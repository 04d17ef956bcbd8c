//! Price Tracker: the poll-fetch-diff-classify loop
//!
//! Lifecycle:
//! - Priming: fetch the catalog and seed the price history from an
//!   unfiltered snapshot. A catalog failure here is fatal.
//! - Polling: every interval, build a fresh-only snapshot, diff it against
//!   history, display reportable changes and advance history. A failed
//!   round is logged and the loop carries on.
//!
//! History updates of a round are staged and applied only once the round's
//! display calls have all succeeded, so an aborted round leaves history as
//! it was.

use crate::classifier::{percent_change, Thresholds};
use crate::clients::AssetCatalog;
use crate::display::DisplaySink;
use crate::error::{ConfigError, TrackerError};
use crate::shutdown::Shutdown;
use crate::snapshot::SnapshotBuilder;
use crate::types::{now_unix, ClassifiedChange, PriceHistory, PriceSnapshot};
use std::sync::atomic::{AtomicU64, Ordering};
use std::sync::Arc;
use std::time::Duration;
use tokio::time::{interval, MissedTickBehavior};
use tracing::{debug, error, info, warn};

#[derive(Debug, Clone)]
pub struct TrackerSettings {
    /// Time between polling rounds
    pub interval: Duration,
    /// Maximum provider timestamp age accepted while polling
    pub freshness_window_secs: i64,
    /// Only the first `max_assets` catalog entries are tracked
    pub max_assets: usize,
    pub thresholds: Thresholds,
    /// Log a stats line every N rounds (0 disables)
    pub stats_every_rounds: u64,
}

impl TrackerSettings {
    pub fn validate(&self) -> Result<(), ConfigError> {
        if self.interval.is_zero() {
            return Err(ConfigError::NotPositive("interval"));
        }
        if self.max_assets == 0 {
            return Err(ConfigError::NotPositive("max_assets"));
        }
        if self.freshness_window_secs <= 0 {
            return Err(ConfigError::NotPositive("freshness_window_secs"));
        }
        Ok(())
    }
}

#[derive(Debug, Clone, Copy, PartialEq, Eq)]
pub enum TrackerState {
    Priming,
    Polling,
}

#[derive(Debug, Default)]
pub struct TrackerStats {
    pub rounds_completed: AtomicU64,
    pub rounds_failed: AtomicU64,
    pub changes_reported: AtomicU64,
    pub fetch_failures: AtomicU64,
    pub stale_omissions: AtomicU64,
}

impl TrackerStats {
    pub fn snapshot(&self) -> TrackerStatsSnapshot {
        TrackerStatsSnapshot {
            rounds_completed: self.rounds_completed.load(Ordering::Relaxed),
            rounds_failed: self.rounds_failed.load(Ordering::Relaxed),
            changes_reported: self.changes_reported.load(Ordering::Relaxed),
            fetch_failures: self.fetch_failures.load(Ordering::Relaxed),
            stale_omissions: self.stale_omissions.load(Ordering::Relaxed),
        }
    }
}

#[derive(Debug, Clone, Copy, PartialEq, Eq)]
pub struct TrackerStatsSnapshot {
    pub rounds_completed: u64,
    pub rounds_failed: u64,
    pub changes_reported: u64,
    pub fetch_failures: u64,
    pub stale_omissions: u64,
}

/// Changes to report and history entries to advance for one snapshot
#[derive(Debug, Clone, Default, PartialEq)]
pub struct RoundDiff {
    pub changes: Vec<ClassifiedChange>,
    pub updates: Vec<(String, f64)>,
}

/// Diff a snapshot against history.
///
/// Only assets present in both are considered; every one of them gets a
/// history update whether or not its change is reportable. Output is ordered
/// by asset id.
pub fn diff_snapshot(
    history: &PriceHistory,
    snapshot: &PriceSnapshot,
    thresholds: &Thresholds,
) -> RoundDiff {
    let mut ids: Vec<&String> = snapshot.keys().collect();
    ids.sort();

    let mut diff = RoundDiff::default();
    for asset_id in ids {
        let Some(previous) = history.get(asset_id) else {
            continue; // no baseline yet
        };
        let current = snapshot[asset_id];
        let pct = percent_change(previous, current);
        let classification = thresholds.classify(pct);

        if classification.is_reportable() {
            diff.changes.push(ClassifiedChange {
                asset_id: asset_id.clone(),
                previous_price: previous,
                current_price: current,
                percent_change: pct,
                classification,
            });
        }
        diff.updates.push((asset_id.clone(), current));
    }
    diff
}

/// Result of one completed polling round
#[derive(Debug, Clone, PartialEq)]
pub struct RoundSummary {
    pub round: u64,
    pub changes: Vec<ClassifiedChange>,
    pub history_updates: usize,
    pub fetch_failures: usize,
    pub stale_omissions: usize,
}

pub struct PriceTracker {
    catalog: Arc<dyn AssetCatalog>,
    builder: SnapshotBuilder,
    display: Box<dyn DisplaySink>,
    settings: TrackerSettings,
    history: PriceHistory,
    state: TrackerState,
    stats: Arc<TrackerStats>,
    round: u64,
}

impl PriceTracker {
    pub fn new(
        catalog: Arc<dyn AssetCatalog>,
        builder: SnapshotBuilder,
        display: Box<dyn DisplaySink>,
        settings: TrackerSettings,
    ) -> Result<Self, TrackerError> {
        settings.validate()?;
        if builder.currency().is_empty() {
            return Err(ConfigError::EmptyCurrency.into());
        }

        Ok(Self {
            catalog,
            builder,
            display,
            settings,
            history: PriceHistory::new(),
            state: TrackerState::Priming,
            stats: Arc::new(TrackerStats::default()),
            round: 0,
        })
    }

    pub fn history(&self) -> &PriceHistory {
        &self.history
    }

    pub fn state(&self) -> TrackerState {
        self.state
    }

    pub fn stats(&self) -> Arc<TrackerStats> {
        self.stats.clone()
    }

    /// Seed history from an unfiltered snapshot. Returns the number of seeded assets.
    pub async fn prime(&mut self) -> Result<usize, TrackerError> {
        let assets = self.catalog.list_assets().await?;

        let snapshot = self
            .builder
            .build_snapshot(
                &assets,
                self.settings.max_assets,
                false,
                self.settings.freshness_window_secs,
                now_unix(),
            )
            .await;

        self.history.seed(&snapshot);

        info!(
            catalog = assets.len(),
            seeded = snapshot.len(),
            "Price history primed"
        );
        Ok(snapshot.len())
    }

    /// Run one polling round: fetch, diff, display, then advance history.
    pub async fn poll_round(&mut self) -> Result<RoundSummary, TrackerError> {
        self.state = TrackerState::Polling;
        self.round += 1;
        let round = self.round;

        let assets = self.catalog.list_assets().await?;
        let report = self
            .builder
            .build_report(
                &assets,
                self.settings.max_assets,
                true,
                self.settings.freshness_window_secs,
                now_unix(),
            )
            .await;

        let fetch_failures = report.failed_count();
        let stale_omissions = report.stale_count();
        self.stats
            .fetch_failures
            .fetch_add(fetch_failures as u64, Ordering::Relaxed);
        self.stats
            .stale_omissions
            .fetch_add(stale_omissions as u64, Ordering::Relaxed);

        let diff = diff_snapshot(&self.history, &report.snapshot, &self.settings.thresholds);

        for change in &diff.changes {
            debug!(
                round,
                asset_id = %change.asset_id,
                previous = change.previous_price,
                current = change.current_price,
                pct = change.percent_change,
                classification = %change.classification,
                "Reportable price change"
            );
            self.display.display(
                &change.asset_id,
                change.classification,
                change.current_price,
                change.percent_change,
            )?;
        }

        let history_updates = diff.updates.len();
        for (asset_id, price) in &diff.updates {
            self.history.record(asset_id, *price);
        }

        self.stats
            .changes_reported
            .fetch_add(diff.changes.len() as u64, Ordering::Relaxed);

        Ok(RoundSummary {
            round,
            changes: diff.changes,
            history_updates,
            fetch_failures,
            stale_omissions,
        })
    }

    /// Prime, then poll at the configured interval until `shutdown` fires.
    ///
    /// Only a catalog failure while priming is returned as an error.
    pub async fn run(&mut self, mut shutdown: Shutdown) -> Result<(), TrackerError> {
        info!(
            interval_secs = self.settings.interval.as_secs(),
            freshness_window_secs = self.settings.freshness_window_secs,
            max_assets = self.settings.max_assets,
            min_threshold = self.settings.thresholds.min(),
            max_threshold = self.settings.thresholds.max(),
            "Starting price tracker"
        );

        if shutdown.is_triggered() {
            return Ok(());
        }

        let primed = tokio::select! {
            biased;
            _ = shutdown.wait() => None,
            res = self.prime() => Some(res),
        };
        match primed {
            Some(res) => {
                res?;
            }
            None => {
                info!("Shutdown requested while priming");
                return Ok(());
            }
        }

        let mut ticker = interval(self.settings.interval);
        ticker.set_missed_tick_behavior(MissedTickBehavior::Delay);
        // First tick completes immediately; the next one is a full interval after priming
        ticker.tick().await;

        loop {
            let stop = tokio::select! {
                biased;
                _ = shutdown.wait() => true,
                _ = ticker.tick() => false,
            };
            if stop {
                break;
            }

            let outcome = tokio::select! {
                biased;
                _ = shutdown.wait() => None,
                res = self.poll_round() => Some(res),
            };

            match outcome {
                None => {
                    info!(round = self.round, "Shutdown requested mid-round, discarding round");
                    break;
                }
                Some(Ok(summary)) => {
                    self.stats.rounds_completed.fetch_add(1, Ordering::Relaxed);
                    debug!(
                        round = summary.round,
                        reported = summary.changes.len(),
                        updated = summary.history_updates,
                        failed = summary.fetch_failures,
                        stale = summary.stale_omissions,
                        "Round complete"
                    );
                    if summary.fetch_failures > 0 {
                        warn!(
                            round = summary.round,
                            failed = summary.fetch_failures,
                            "Some assets could not be fetched this round"
                        );
                    }
                }
                Some(Err(e)) => {
                    self.stats.rounds_failed.fetch_add(1, Ordering::Relaxed);
                    error!(round = self.round, error = %e, "Error during update round");
                }
            }

            let every = self.settings.stats_every_rounds;
            if every > 0 && self.round % every == 0 {
                self.log_stats();
            }
        }

        self.log_stats();
        info!("Price tracker stopped");
        Ok(())
    }

    fn log_stats(&self) {
        let s = self.stats.snapshot();
        info!(
            rounds = s.rounds_completed,
            failed_rounds = s.rounds_failed,
            reported = s.changes_reported,
            fetch_failures = s.fetch_failures,
            stale = s.stale_omissions,
            tracked = self.history.len(),
            "Price tracker stats"
        );
    }
}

> [Work to complete]: Would you please copy, word for word, everything above from the line containing "pub fn history(&self)" down to the line containing "of seeded assets.", those two lines included?

> [Answer to this problem]:
    pub fn history(&self) -> &PriceHistory {
        &self.history
    }

    pub fn state(&self) -> TrackerState {
        self.state
    }

    pub fn stats(&self) -> Arc<TrackerStats> {
        self.stats.clone()
    }

    /// Seed history from an unfiltered snapshot. Returns the number of seeded assets.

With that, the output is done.